Record extracts →
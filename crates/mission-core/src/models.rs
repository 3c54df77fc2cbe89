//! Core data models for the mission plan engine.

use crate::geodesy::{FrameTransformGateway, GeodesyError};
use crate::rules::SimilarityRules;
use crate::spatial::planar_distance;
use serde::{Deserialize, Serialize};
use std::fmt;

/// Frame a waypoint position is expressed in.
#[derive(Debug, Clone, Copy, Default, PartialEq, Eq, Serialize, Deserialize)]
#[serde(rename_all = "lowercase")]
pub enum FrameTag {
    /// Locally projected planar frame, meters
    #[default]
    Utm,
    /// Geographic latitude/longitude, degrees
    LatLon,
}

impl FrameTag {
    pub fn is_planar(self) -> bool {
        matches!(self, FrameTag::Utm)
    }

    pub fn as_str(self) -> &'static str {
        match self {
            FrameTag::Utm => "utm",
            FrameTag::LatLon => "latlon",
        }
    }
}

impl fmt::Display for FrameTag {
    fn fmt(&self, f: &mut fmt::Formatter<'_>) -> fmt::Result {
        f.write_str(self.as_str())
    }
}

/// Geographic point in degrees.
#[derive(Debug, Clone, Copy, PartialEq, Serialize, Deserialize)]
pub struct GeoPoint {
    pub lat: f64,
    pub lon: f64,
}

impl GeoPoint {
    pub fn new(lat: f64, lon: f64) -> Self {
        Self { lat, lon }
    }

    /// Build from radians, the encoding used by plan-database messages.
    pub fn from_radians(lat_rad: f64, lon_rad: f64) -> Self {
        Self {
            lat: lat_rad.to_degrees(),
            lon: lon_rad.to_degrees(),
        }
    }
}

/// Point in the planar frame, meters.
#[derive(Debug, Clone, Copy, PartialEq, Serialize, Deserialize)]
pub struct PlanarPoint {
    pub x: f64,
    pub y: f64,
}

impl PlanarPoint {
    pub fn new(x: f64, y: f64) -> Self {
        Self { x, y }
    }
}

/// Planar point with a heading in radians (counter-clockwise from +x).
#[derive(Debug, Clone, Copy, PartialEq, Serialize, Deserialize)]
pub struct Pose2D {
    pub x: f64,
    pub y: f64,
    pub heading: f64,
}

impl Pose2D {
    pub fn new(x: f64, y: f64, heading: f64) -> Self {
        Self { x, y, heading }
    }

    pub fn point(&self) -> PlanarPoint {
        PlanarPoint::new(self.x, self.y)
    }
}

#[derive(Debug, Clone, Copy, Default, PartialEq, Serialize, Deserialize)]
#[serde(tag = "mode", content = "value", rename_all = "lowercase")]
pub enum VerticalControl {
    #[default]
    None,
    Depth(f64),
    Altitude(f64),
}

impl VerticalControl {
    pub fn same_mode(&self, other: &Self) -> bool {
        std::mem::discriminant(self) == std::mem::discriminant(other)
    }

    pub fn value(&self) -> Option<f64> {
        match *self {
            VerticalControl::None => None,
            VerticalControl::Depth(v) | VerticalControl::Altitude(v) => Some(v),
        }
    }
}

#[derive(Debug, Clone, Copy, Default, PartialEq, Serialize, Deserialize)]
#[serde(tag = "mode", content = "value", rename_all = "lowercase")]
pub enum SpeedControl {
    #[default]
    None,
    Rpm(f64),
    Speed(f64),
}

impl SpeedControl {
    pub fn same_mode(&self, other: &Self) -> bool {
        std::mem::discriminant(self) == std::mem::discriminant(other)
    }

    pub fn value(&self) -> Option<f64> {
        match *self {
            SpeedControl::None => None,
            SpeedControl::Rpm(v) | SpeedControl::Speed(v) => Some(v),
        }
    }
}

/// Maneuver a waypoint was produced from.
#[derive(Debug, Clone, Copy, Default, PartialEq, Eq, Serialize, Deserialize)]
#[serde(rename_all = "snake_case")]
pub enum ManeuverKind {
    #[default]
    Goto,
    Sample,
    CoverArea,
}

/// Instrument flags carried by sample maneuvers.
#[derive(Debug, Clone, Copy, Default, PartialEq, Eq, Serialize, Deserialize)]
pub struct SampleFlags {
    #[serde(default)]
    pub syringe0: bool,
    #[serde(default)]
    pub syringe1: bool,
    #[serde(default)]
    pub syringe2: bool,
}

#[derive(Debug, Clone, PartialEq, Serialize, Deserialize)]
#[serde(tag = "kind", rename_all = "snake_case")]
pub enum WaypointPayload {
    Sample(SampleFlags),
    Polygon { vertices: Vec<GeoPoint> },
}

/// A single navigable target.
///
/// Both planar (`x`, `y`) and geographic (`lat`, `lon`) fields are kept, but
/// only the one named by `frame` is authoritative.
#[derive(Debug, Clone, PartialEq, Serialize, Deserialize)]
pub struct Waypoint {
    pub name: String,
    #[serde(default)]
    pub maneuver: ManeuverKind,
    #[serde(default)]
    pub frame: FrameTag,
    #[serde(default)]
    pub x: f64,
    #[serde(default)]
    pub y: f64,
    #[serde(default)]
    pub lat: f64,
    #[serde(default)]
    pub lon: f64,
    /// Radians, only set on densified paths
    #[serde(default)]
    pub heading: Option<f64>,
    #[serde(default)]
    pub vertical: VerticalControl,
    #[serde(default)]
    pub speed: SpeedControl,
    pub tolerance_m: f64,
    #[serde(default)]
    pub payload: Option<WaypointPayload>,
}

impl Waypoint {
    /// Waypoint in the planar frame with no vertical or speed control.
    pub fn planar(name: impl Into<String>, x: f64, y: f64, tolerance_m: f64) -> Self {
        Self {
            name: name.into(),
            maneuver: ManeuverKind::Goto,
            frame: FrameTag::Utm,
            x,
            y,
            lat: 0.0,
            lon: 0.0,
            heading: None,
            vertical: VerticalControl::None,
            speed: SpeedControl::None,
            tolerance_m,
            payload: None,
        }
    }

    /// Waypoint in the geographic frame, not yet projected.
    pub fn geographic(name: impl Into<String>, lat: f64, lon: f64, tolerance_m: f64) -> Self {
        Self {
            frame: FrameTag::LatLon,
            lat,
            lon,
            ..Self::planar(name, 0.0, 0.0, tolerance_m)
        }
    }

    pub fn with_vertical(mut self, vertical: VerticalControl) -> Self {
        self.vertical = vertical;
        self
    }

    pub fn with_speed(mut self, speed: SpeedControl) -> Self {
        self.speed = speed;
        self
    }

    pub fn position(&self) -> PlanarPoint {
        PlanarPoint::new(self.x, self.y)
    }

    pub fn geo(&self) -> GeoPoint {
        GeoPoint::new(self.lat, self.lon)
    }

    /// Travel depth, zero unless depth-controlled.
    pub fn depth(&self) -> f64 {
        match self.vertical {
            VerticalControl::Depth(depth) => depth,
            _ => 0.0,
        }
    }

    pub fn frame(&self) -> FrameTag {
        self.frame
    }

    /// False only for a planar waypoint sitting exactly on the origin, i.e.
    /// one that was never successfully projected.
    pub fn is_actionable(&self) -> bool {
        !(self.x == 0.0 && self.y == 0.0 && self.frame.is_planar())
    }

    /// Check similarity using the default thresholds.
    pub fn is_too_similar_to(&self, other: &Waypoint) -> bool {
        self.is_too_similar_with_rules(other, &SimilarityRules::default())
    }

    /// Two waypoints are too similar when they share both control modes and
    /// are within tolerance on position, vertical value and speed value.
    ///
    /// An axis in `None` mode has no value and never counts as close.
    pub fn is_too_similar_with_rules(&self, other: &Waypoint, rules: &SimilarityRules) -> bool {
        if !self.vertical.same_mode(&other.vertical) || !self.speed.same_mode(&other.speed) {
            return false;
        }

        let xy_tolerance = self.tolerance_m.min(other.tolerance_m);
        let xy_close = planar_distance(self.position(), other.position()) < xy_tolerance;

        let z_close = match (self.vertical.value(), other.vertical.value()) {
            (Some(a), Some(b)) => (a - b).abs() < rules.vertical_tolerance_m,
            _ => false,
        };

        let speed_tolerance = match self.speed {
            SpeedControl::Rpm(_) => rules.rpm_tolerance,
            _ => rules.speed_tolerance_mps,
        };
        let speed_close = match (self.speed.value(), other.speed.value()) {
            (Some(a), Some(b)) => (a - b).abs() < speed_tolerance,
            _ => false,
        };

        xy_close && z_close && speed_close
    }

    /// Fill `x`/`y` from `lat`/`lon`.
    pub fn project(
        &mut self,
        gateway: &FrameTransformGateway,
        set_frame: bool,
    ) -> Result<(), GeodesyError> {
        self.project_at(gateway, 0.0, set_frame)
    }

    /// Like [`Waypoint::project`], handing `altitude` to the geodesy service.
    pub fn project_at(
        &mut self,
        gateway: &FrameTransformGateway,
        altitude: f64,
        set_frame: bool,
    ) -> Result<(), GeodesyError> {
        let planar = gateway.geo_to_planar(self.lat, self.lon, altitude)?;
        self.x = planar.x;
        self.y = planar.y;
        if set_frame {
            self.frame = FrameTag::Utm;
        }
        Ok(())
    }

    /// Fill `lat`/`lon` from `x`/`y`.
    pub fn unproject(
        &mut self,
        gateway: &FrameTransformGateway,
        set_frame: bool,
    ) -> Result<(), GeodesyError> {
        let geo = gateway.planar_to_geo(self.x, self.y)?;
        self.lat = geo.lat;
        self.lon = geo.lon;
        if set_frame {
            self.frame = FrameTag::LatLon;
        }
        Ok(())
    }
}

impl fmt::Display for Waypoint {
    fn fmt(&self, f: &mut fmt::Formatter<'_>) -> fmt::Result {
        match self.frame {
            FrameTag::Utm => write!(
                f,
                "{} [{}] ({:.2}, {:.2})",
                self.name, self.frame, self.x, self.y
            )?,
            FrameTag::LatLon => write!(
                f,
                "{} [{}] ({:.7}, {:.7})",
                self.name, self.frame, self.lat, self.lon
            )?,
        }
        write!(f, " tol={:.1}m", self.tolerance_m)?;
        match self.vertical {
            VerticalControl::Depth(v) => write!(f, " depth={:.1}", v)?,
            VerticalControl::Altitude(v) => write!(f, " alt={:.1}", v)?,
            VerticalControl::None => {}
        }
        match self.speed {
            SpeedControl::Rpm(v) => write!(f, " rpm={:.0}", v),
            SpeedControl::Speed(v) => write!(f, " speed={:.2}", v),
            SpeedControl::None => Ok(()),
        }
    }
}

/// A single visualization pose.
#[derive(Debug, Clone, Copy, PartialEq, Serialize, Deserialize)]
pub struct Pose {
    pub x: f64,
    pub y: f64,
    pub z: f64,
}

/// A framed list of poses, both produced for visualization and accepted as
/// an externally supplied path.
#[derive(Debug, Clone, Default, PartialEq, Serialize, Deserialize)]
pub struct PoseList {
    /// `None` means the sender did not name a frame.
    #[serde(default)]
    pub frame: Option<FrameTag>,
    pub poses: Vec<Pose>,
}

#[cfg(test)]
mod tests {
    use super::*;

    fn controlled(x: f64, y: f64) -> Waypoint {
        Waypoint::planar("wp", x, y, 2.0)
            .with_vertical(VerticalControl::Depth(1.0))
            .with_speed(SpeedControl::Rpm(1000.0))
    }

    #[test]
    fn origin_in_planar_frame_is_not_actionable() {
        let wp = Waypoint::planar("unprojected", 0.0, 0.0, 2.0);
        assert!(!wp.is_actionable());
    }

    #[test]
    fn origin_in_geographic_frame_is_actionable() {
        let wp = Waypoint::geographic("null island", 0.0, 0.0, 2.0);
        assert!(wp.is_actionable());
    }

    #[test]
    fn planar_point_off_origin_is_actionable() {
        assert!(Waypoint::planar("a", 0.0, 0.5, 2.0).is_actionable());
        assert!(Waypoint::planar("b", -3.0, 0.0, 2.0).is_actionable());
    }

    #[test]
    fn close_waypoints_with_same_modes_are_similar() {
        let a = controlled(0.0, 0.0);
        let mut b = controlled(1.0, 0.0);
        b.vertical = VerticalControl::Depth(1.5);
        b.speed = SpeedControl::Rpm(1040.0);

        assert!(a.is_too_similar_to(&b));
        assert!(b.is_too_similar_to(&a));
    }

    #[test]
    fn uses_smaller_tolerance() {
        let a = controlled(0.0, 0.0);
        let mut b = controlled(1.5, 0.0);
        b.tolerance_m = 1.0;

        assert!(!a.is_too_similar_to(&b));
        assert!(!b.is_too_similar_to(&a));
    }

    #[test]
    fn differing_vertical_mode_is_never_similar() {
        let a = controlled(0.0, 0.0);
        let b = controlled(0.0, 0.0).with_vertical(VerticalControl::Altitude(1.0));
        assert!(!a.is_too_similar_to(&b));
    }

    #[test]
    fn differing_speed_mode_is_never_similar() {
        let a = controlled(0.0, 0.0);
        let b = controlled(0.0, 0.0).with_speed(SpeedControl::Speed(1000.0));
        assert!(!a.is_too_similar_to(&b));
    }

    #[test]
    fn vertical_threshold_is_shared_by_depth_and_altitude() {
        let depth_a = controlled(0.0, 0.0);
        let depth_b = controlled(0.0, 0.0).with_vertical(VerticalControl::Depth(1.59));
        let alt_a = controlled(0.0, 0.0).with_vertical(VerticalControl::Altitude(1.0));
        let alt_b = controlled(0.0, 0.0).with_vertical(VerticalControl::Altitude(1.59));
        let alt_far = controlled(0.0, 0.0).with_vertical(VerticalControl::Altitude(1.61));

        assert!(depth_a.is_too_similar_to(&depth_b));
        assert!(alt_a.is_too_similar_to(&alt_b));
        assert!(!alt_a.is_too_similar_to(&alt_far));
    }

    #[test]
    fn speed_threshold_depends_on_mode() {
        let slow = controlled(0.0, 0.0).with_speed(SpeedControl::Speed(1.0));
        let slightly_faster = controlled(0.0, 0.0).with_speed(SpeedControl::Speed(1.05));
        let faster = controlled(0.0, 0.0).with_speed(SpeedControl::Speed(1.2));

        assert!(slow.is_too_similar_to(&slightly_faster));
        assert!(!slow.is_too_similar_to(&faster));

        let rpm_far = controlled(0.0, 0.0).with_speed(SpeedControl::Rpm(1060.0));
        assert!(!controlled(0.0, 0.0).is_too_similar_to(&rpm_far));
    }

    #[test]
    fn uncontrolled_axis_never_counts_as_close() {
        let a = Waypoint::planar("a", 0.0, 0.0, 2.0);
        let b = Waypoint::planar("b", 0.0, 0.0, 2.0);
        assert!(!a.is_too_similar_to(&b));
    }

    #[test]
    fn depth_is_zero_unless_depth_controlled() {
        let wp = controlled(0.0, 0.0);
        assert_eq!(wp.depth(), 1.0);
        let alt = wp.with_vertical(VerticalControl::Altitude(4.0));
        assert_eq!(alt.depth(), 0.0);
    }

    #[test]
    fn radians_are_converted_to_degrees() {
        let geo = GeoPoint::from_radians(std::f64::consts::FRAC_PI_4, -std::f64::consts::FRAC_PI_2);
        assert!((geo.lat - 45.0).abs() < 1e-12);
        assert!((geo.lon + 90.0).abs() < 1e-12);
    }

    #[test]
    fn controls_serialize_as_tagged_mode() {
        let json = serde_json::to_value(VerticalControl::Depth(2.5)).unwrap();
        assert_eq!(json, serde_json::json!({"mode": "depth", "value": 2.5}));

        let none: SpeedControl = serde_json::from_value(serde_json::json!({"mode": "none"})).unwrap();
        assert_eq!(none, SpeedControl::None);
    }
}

Exercise instructions →
Look over the entries above and count the lines where the word "impl" appears, then report only that count.

Exercise solution →
11